I identify as slightly liberal but I do appear half-way to libertarian on many of these simplified-to-stupidity lean tests. I need an issue-by-issue thing. But some general ones:
Health care: Universal health care. Do it. Not full single payer.
Drugs: Decriminalize/legalize all personal use. Commercial? Definitely legalize with regulation marijuana. In fact, anything with lower per-user harm than alcohol. Worse things? I definitely don't want heroin in CVS but....well, that's another discussion.
Social: get government out of marriage, basically. No gain, no loss. Allow any to marry, and tie that to visitation rights and the like. But don't try to influence marriage or not via tax policy or anything else. As in, as long as no laws are broken, I don't care if ten people want to marry each other just so long as that policy goes along with the point about getting rid of tax effects of marriage.

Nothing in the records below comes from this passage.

//! `WebDAV` request building and dispatch.
//!
//! Resolves resource paths against the server's DAV endpoints, assembles the
//! authorization and caller headers, and hands the finished request to an
//! injected [`client::HttpClient`]. Responses are returned untouched.

pub mod auth;
pub mod client;
pub mod dav_path;
pub mod delete;
pub mod error;
pub mod locks;
pub mod request;
pub mod reqwest_client;
pub mod url;
pub mod view;

pub use client::{DavRequest, DavResponse, HttpClient};
pub use dav_path::{DavPathVersion, get_dav_path};
pub use delete::delete;
pub use error::{DavError, DavResult};
pub use locks::get_active_locks;
pub use request::{DavRequestBuilder, DavTarget, make_dav_request};
pub use reqwest_client::{ReqwestClient, ReqwestClientError};
pub use url::sanitize_url;
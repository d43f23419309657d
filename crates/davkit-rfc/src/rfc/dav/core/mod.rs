//! Core `WebDAV` types.

mod depth;
mod lock;
mod method;

pub use depth::Depth;
pub use lock::{ActiveLock, LockScope};
pub use method::DavMethod;
//! PROPFIND request bodies.

/// Builds a PROPFIND body selecting the given `DAV:` properties.
///
/// ## Example
/// ```ignore
/// propfind_props(&["getetag"])
/// // => <?xml version="1.0" encoding="utf-8"?><d:propfind xmlns:d="DAV:"><d:prop><d:getetag/></d:prop></d:propfind>
/// ```
#[must_use]
pub fn propfind_props(props: &[&str]) -> String {
    let mut xml = String::from(r#"<?xml version="1.0" encoding="utf-8"?><d:propfind xmlns:d="DAV:"><d:prop>"#);
    for prop in props {
        xml.push_str("<d:");
        xml.push_str(prop);
        xml.push_str("/>");
    }
    xml.push_str("</d:prop></d:propfind>");
    xml
}

/// PROPFIND body requesting only `DAV:lockdiscovery`.
#[must_use]
pub fn lock_discovery_propfind() -> String {
    propfind_props(&["lockdiscovery"])
}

Da Gubbament: I need policy by policy. Government is not inherently anything. Ardent tiny-government right wingers are fools, little better than communists. You're always going to have a government - a local warlord in 1991 Somolia was government for the people in range. The question isn't "is government big or small?" It's "what needs to be done and is what is allocated to the doing of that thing more or less than what is required according to blah blah blah".
when was the last time you saw someone argue in detail like that here? Meaning, naming a specific policy, saying it changed X to Y (numbers), and this is why the new balance of cost/benefit was wrong? That sort of thing.
Taxes: I'd want to hear from economists, but I'd love it if there was a fair way to do a bracketed flat tax. That is, to strip out all of the social initiatives - child tax credit, mortgage interest deduction, etc - but to do it fairly so that it's not regressive. In addition to the billions of headache-hours averted, this would lop off all the tax law/etc industry that has been built up around this. And maybe it would finally make sense to actually underfund the IRS.
I mainly want government not to use tax policy to push initiatives "like that." I put that in quotes because as I type it I realize I've been vague. What about anti-cigarette policies? Am I advocating getting rid of anti-tobacco sin taxes? No. Sales/consumption taxes are different in some ways, comparable in others.
(ie, you could say "but you choose to smoke cigarettes so it's voluntary" but one could reply "yes, but you choose to take a job, so you consent to the income tax).
I could ramble on....but that's a wall of text already
Edit: strong safety net, though. Police it to the extent necessary, but strong safety net.